Secara regional, konflik telah meluas ke sepuluh negara Timur Tengah, menyeret aktor-aktor yang sebelumnya berusaha menjaga netralitas ke dalam pusaran eskalasi. Secara global, ancaman terhadap keselamatan nuklir dan stabilitas pasokan energi dunia menciptakan risiko sistemik yang dapat memicu dampak berantai ke seluruh perekonomian global.
Seperti yang dinyatakan Sekretaris Jenderal PBB, semua harus dilakukan untuk mencegah terjadinya eskalasi konflik lebih luas . Jalan keluar dari krisis ini tidak akan ditemukan melalui eskalasi militer lebih lanjut, tetapi melalui penghentian segera permusuhan dan kembalinya semua pihak ke meja perundingan. Negara-negara Teluk, bersama dengan Indonesia, Turki, India, China, dan kekuatan global lainnya, memiliki kepentingan bersama untuk terus mendorong inisiatif diplomatik yang menawarkan jalan keluar bagi semua pihak.
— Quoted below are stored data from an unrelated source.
//! Serialization of a normalized option set into plugin configuration objects.
//!
//! Plugins receive two objects during their configuration handshake: the global object shared
//! by every family and a family-specific object. Per-call overrides use the union of both.
//!
//! Every family object turns on the plugins' `deno` preset, which is what the external formatter
//! applies, so both backends produce the same text for the same options.

use serde_json::{Map, Value, json};

use crate::content::ContentFamily;
use crate::options::{FormatOptions, ProseWrap};

/// Line ending emitted by every plugin. The external formatter has no flag for it and always
/// writes `\n`, so plugins are pinned to match.
pub const NEW_LINE_KIND: &str = "lf";

/// Global configuration object shared by all plugin families.
pub fn global_config(options: &FormatOptions) -> Map<String, Value> {
	let mut map = Map::new();
	map.insert("lineWidth".into(), json!(options.line_width));
	map.insert("indentWidth".into(), json!(options.indent_width));
	map.insert("useTabs".into(), json!(options.use_tabs));
	map.insert("newLineKind".into(), json!(NEW_LINE_KIND));
	map
}

/// Family-specific configuration object.
pub fn family_config(family: ContentFamily, options: &FormatOptions) -> Map<String, Value> {
	let mut map = Map::new();
	map.insert("deno".into(), json!(true));
	match family {
		ContentFamily::Script => {
			let quote_style = if options.single_quote { "preferSingle" } else { "preferDouble" };
			let semi_colons = if options.semicolons { "prefer" } else { "asi" };
			map.insert("quoteStyle".into(), json!(quote_style));
			map.insert("semiColons".into(), json!(semi_colons));
		}
		ContentFamily::Data => {}
		ContentFamily::Markup => {
			let text_wrap = match options.prose_wrap {
				ProseWrap::Always => "always",
				ProseWrap::Never => "never",
				ProseWrap::Preserve => "maintain",
			};
			map.insert("textWrap".into(), json!(text_wrap));
		}
	}
	map
}

/// Per-call override object: the global object with the family object layered over it.
pub fn override_config(family: ContentFamily, options: &FormatOptions) -> Map<String, Value> {
	let mut map = global_config(options);
	map.extend(family_config(family, options));
	map
}

/// Applies the layout keys of an override object received from a plugin (a markup module asking
/// the host to format an embedded code block). Unknown keys are ignored; an override that would
/// produce invalid options is dropped.
pub fn apply_override(options: &FormatOptions, config: &Map<String, Value>) -> FormatOptions {
	let mut applied = options.clone();
	if let Some(width) = config.get("lineWidth").and_then(Value::as_u64).and_then(|n| u32::try_from(n).ok()) {
		applied.line_width = width;
	}
	if let Some(width) = config.get("indentWidth").and_then(Value::as_u64).and_then(|n| u8::try_from(n).ok()) {
		applied.indent_width = width;
	}
	if let Some(use_tabs) = config.get("useTabs").and_then(Value::as_bool) {
		applied.use_tabs = use_tabs;
	}
	if applied.validate().is_ok() { applied } else { options.clone() }
}
use std::io;

use tokio::io::{AsyncWrite, AsyncWriteExt};

/// Bytes written to the formatter's stdin per write call.
pub const WRITE_CHUNK_SIZE: usize = 64 * 1024;

/// Writes `bytes` in [`WRITE_CHUNK_SIZE`] chunks, then closes the writer.
///
/// A child that exits before reading all of its input closes the pipe; the resulting
/// `BrokenPipe` ends the write early and the exit status tells the rest of the story.
pub(crate) async fn write_chunked<W>(mut writer: W, bytes: &[u8]) -> io::Result<()>
where
	W: AsyncWrite + Unpin,
{
	for chunk in bytes.chunks(WRITE_CHUNK_SIZE) {
		match writer.write_all(chunk).await {
			Ok(()) => {}
			Err(e) if e.kind() == io::ErrorKind::BrokenPipe => {
				tracing::trace!("formatter closed stdin early");
				return Ok(());
			}
			Err(e) => return Err(e),
		}
	}
	match writer.shutdown().await {
		Err(e) if e.kind() != io::ErrorKind::BrokenPipe => Err(e),
		_ => Ok(()),
	}
}
//! LRU + TTL store for formatter results.

use std::sync::Arc;
use std::time::{Duration, Instant};

use lru::LruCache;

use crate::clock::{Clock, SystemClock};
use crate::error::{CacheError, Result};
use crate::key::CacheKey;
use crate::observer::{CacheObserver, NoopObserver};

/// A cached formatter result.
#[derive(Debug, Clone, PartialEq, Eq)]
pub struct CacheEntry {
	/// The formatted text. Unchanged results store the original text.
	pub value: String,
	/// When the entry was inserted or last refreshed by a hit.
	pub inserted_at: Instant,
}

/// Counters for cache diagnostics.
#[derive(Debug, Default, Clone, Copy, PartialEq, Eq)]
pub struct CacheStats {
	/// Lookups that returned a fresh entry.
	pub hits: u64,
	/// Lookups that found nothing or an expired entry.
	pub misses: u64,
	/// Entries dropped to make room or by a capacity prune.
	pub evictions: u64,
	/// Entries dropped for exceeding the TTL.
	pub expirations: u64,
}

/// Bounded key/value store with capacity and age eviction.
///
/// Ordering is true access-order LRU: a hit moves the entry to the most-recently-used position
/// and refreshes its timestamp, so capacity pressure evicts the entry that has gone longest
/// without being read or written.
///
/// A capacity of zero disables the cache: [`FormatCache::set`] becomes a no-op.
pub struct FormatCache {
	/// Unbounded map; the capacity bound is enforced here so prune passes can notify observers.
	entries: LruCache<CacheKey, CacheEntry>,
	capacity: usize,
	ttl: Duration,
	clock: Arc<dyn Clock>,
	observer: Arc<dyn CacheObserver>,
	stats: CacheStats,
	disposed: bool,
}

impl FormatCache {
	/// Creates a cache using the system clock and no observer.
	pub fn new(capacity: usize, ttl: Duration) -> Self {
		Self {
			entries: LruCache::unbounded(),
			capacity,
			ttl,
			clock: Arc::new(SystemClock),
			observer: Arc::new(NoopObserver),
			stats: CacheStats::default(),
			disposed: false,
		}
	}

	/// Replaces the clock.
	pub fn with_clock(mut self, clock: Arc<dyn Clock>) -> Self {
		self.clock = clock;
		self
	}

	/// Replaces the observer.
	pub fn with_observer(mut self, observer: Arc<dyn CacheObserver>) -> Self {
		self.observer = observer;
		self
	}

	/// Looks up a value, refreshing it on a hit.
	///
	/// An entry older than the TTL is removed (notifying `on_remove`) and reported as a miss.
	pub fn get(&mut self, key: &CacheKey) -> Result<Option<String>> {
		self.ensure_live()?;
		let now = self.clock.now();

		let expired = match self.entries.peek(key) {
			Some(entry) => self.is_expired(entry, now),
			None => {
				self.stats.misses += 1;
				return Ok(None);
			}
		};

		if expired {
			if let Some(entry) = self.entries.pop(key) {
				self.stats.expirations += 1;
				tracing::trace!(key = %key, "cache entry expired");
				self.observer.on_remove(&entry.value, key, now);
			}
			self.stats.misses += 1;
			return Ok(None);
		}

		let Some(entry) = self.entries.get_mut(key) else {
			self.stats.misses += 1;
			return Ok(None);
		};
		entry.inserted_at = now;
		let value = entry.value.clone();
		self.stats.hits += 1;
		self.observer.on_refresh(&value, key, now);
		Ok(Some(value))
	}

	/// Inserts or replaces a value.
	///
	/// When full, the least-recently-used entry is evicted first (notifying `on_remove`).
	pub fn set(&mut self, key: CacheKey, value: String) -> Result<()> {
		self.ensure_live()?;
		if self.capacity == 0 {
			return Ok(());
		}
		let now = self.clock.now();

		if let Some(entry) = self.entries.get_mut(&key) {
			entry.value = value;
			entry.inserted_at = now;
			return Ok(());
		}

		while self.entries.len() >= self.capacity {
			self.evict_lru(now);
		}
		self.entries.put(key, CacheEntry { value, inserted_at: now });
		Ok(())
	}

	/// Removes an entry, notifying `on_remove` whether or not it had expired.
	///
	/// Returns `true` if an entry was present.
	pub fn delete(&mut self, key: &CacheKey) -> Result<bool> {
		self.ensure_live()?;
		let Some(entry) = self.entries.pop(key) else {
			return Ok(false);
		};
		self.observer.on_remove(&entry.value, key, self.clock.now());
		Ok(true)
	}

	/// Changes the capacity and evicts least-recently-used entries until the cache fits.
	pub fn set_capacity(&mut self, capacity: usize) -> Result<()> {
		self.ensure_live()?;
		self.capacity = capacity;
		let now = self.clock.now();
		while self.entries.len() > self.capacity {
			self.evict_lru(now);
		}
		Ok(())
	}

	/// Changes the TTL and removes every entry that is expired under it.
	pub fn set_ttl(&mut self, ttl: Duration) -> Result<()> {
		self.ensure_live()?;
		self.ttl = ttl;
		let now = self.clock.now();

		let expired: Vec<CacheKey> = self
			.entries
			.iter()
			.filter(|(_, entry)| self.is_expired(entry, now))
			.map(|(key, _)| key.clone())
			.collect();

		for key in expired {
			if let Some(entry) = self.entries.pop(&key) {
				self.stats.expirations += 1;
				self.observer.on_remove(&entry.value, &key, now);
			}
		}
		Ok(())
	}

	/// Tears the cache down.
	///
	/// Idempotent. The first call fires `on_dispose` once and drops every entry without
	/// per-entry `on_remove` notifications.
	pub fn dispose(&mut self) {
		if self.disposed {
			return;
		}
		self.disposed = true;
		self.observer.on_dispose();
		self.entries.clear();
	}

	/// Returns `true` once [`FormatCache::dispose`] has run.
	pub fn is_disposed(&self) -> bool {
		self.disposed
	}

	/// Number of stored entries, including ones that have expired but not yet been looked up.
	pub fn len(&self) -> usize {
		self.entries.len()
	}

	/// Returns `true` if no entries are stored.
	pub fn is_empty(&self) -> bool {
		self.entries.is_empty()
	}

	/// Maximum number of entries.
	pub fn capacity(&self) -> usize {
		self.capacity
	}

	/// Free slots before the next insertion evicts.
	pub fn vacancies(&self) -> usize {
		self.capacity.saturating_sub(self.entries.len())
	}

	/// Maximum entry age.
	pub fn ttl(&self) -> Duration {
		self.ttl
	}

	/// Counters accumulated since creation.
	pub fn stats(&self) -> CacheStats {
		self.stats
	}

	fn ensure_live(&self) -> Result<()> {
		if self.disposed { Err(CacheError::Disposed) } else { Ok(()) }
	}

	fn is_expired(&self, entry: &CacheEntry, now: Instant) -> bool {
		now.saturating_duration_since(entry.inserted_at) > self.ttl
	}

	fn evict_lru(&mut self, now: Instant) {
		if let Some((key, entry)) = self.entries.pop_lru() {
			self.stats.evictions += 1;
			tracing::trace!(key = %key, "cache entry evicted");
			self.observer.on_remove(&entry.value, &key, now);
		}
	}
}

impl std::fmt::Debug for FormatCache {
	fn fmt(&self, f: &mut std::fmt::Formatter<'_>) -> std::fmt::Result {
		f.debug_struct("FormatCache")
			.field("len", &self.entries.len())
			.field("capacity", &self.capacity)
			.field("ttl", &self.ttl)
			.field("stats", &self.stats)
			.field("disposed", &self.disposed)
			.finish()
	}
}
Tanpa langkah-langkah konkret untuk meredakan ketegangan, dunia mungkin kemudian menyaksikan transformasi kawasan Timur Tengah menjadi zona konflik berkepanjangan dengan konsekuensi yang semakin tidak mudah diprediksi bagi terwujudnya keamanan internasional.
Penulis:
1. Hendra Manurung Dosen Prodi Magister Diplomasi Pertahanan, Fakultas Strategi Pertahanan, Universitas Pertahanan Republik Indonesia (UNHAN RI)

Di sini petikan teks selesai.